Management provides forward-looking statements because it believes they provide useful information to investors when considering their investment objectives and cautions investors not to place undue reliance on forward-looking information. Consequently, all of the forward-looking statements made in this press release are qualified by these cautionary statements and other cautionary statements or factors contained herein, and there can be no assurance that the actual results or developments will be realized or, even if substantially realized, that they will have the expected consequences to, or effects on, the Company. These forward-looking statements are made as of the date of this press release and the Company assumes no obligation to update or revise them to reflect subsequent information, events or circumstances or otherwise, except as required by law.
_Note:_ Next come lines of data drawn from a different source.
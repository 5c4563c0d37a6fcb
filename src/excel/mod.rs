//! Excel export and read-back
//!
//! - Export: Table → Excel (.xlsx), one worksheet, no index column
//! - Import: Excel (.xlsx) → Table, first worksheet only

mod exporter;
mod importer;

pub use exporter::{export, program_dir, ExcelExporter, DEFAULT_FILENAME, SHEET_NAME};
pub use importer::ExcelImporter;
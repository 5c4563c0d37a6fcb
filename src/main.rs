use clap::{Parser, Subcommand};
use sheetdrop::api::ApiConfig;
use sheetdrop::cli;
use sheetdrop::types::RowPolicy;
use std::path::PathBuf;

#[derive(Parser)]
#[command(name = "sheetdrop")]
#[command(about = "Turn semicolon-delimited text into Excel workbooks.")]
#[command(long_about = "Sheetdrop - semicolon-delimited text to Excel

Upload a .txt or .csv file in the browser (or point the CLI at one), preview
it as a table and save it as an .xlsx workbook.

COMMANDS:
  serve    - Start the browser upload page
  convert  - Convert a file to .xlsx
  preview  - Show the raw content and parsed table
  inspect  - Read an .xlsx workbook back

ROW POLICY:
  accept   - keep rows as parsed (default)
  pad      - pad short rows, truncate long rows to the header width
  reject   - fail on the first row whose length differs from the first row

EXAMPLES:
  sheetdrop serve --port 3000
  sheetdrop convert orders.csv -o orders.xlsx -d ./out
  sheetdrop preview orders.csv --policy pad")]
#[command(version)]
struct Cli {
    #[command(subcommand)]
    command: Commands,
}

#[derive(Subcommand)]
enum Commands {
    /// Start the browser upload page
    Serve {
        /// Host address to bind to (use 0.0.0.0 for all interfaces)
        #[arg(short = 'H', long, default_value = "127.0.0.1", env = "SHEETDROP_HOST")]
        host: String,

        /// Port to listen on
        #[arg(short, long, default_value = "8080", env = "SHEETDROP_PORT")]
        port: u16,

        /// Directory for saved workbooks (defaults to the program's directory)
        #[arg(short = 'd', long, env = "SHEETDROP_OUTPUT_DIR")]
        output_dir: Option<PathBuf>,

        /// How to treat rows whose length differs from the first row
        #[arg(long, default_value_t = RowPolicy::Accept)]
        policy: RowPolicy,
    },

    /// Convert a delimited text file to .xlsx
    Convert {
        /// Path to a .txt or .csv file
        input: PathBuf,

        /// Output file name (default: data.xlsx)
        #[arg(short, long)]
        output: Option<String>,

        /// Directory to write into (defaults to the program's directory)
        #[arg(short = 'd', long, env = "SHEETDROP_OUTPUT_DIR")]
        dir: Option<PathBuf>,

        /// How to treat rows whose length differs from the first row
        #[arg(long, default_value_t = RowPolicy::Accept)]
        policy: RowPolicy,

        /// Show parse details
        #[arg(short, long)]
        verbose: bool,
    },

    /// Show the raw content and the parsed table
    Preview {
        /// Path to a .txt or .csv file
        input: PathBuf,

        /// How to treat rows whose length differs from the first row
        #[arg(long, default_value_t = RowPolicy::Accept)]
        policy: RowPolicy,
    },

    /// Read an .xlsx workbook back and print its first sheet
    Inspect {
        /// Path to an .xlsx file
        input: PathBuf,
    },
}

fn main() -> anyhow::Result<()> {
    let cli = Cli::parse();

    match cli.command {
        Commands::Serve {
            host,
            port,
            output_dir,
            policy,
        } => cli::serve(ApiConfig {
            host,
            port,
            output_dir,
            policy,
            ..Default::default()
        }),

        Commands::Convert {
            input,
            output,
            dir,
            policy,
            verbose,
        } => Ok(cli::convert(input, output, dir, policy, verbose)?),

        Commands::Preview { input, policy } => Ok(cli::preview(input, policy)?),

        Commands::Inspect { input } => Ok(cli::inspect(input)?),
    }
}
Mineral resources are not mineral reserves and do not have demonstrated economic viability. There is no guarantee that any of the mineral resources disclosed in the press release will be converted to mineral reserves. There is also no guarantee that any of the inferred mineral resources will be upgraded to measured or indicated mineral resources. Information of a technical and scientific nature that forms the basis of the disclosure in the MD&A has been approved by Charles Byron Pr. Sci. Nat., MAusIMM., MGSSA and Chief Geologist for Galane Gold, and a "qualified person" as defined by National Instrument 43-101.

Neither the TSX Venture Exchange nor its regulation services provider (as that term is defined in the policies of the TSX Venture Exchange) accepts responsibility for the adequacy or accuracy of this release.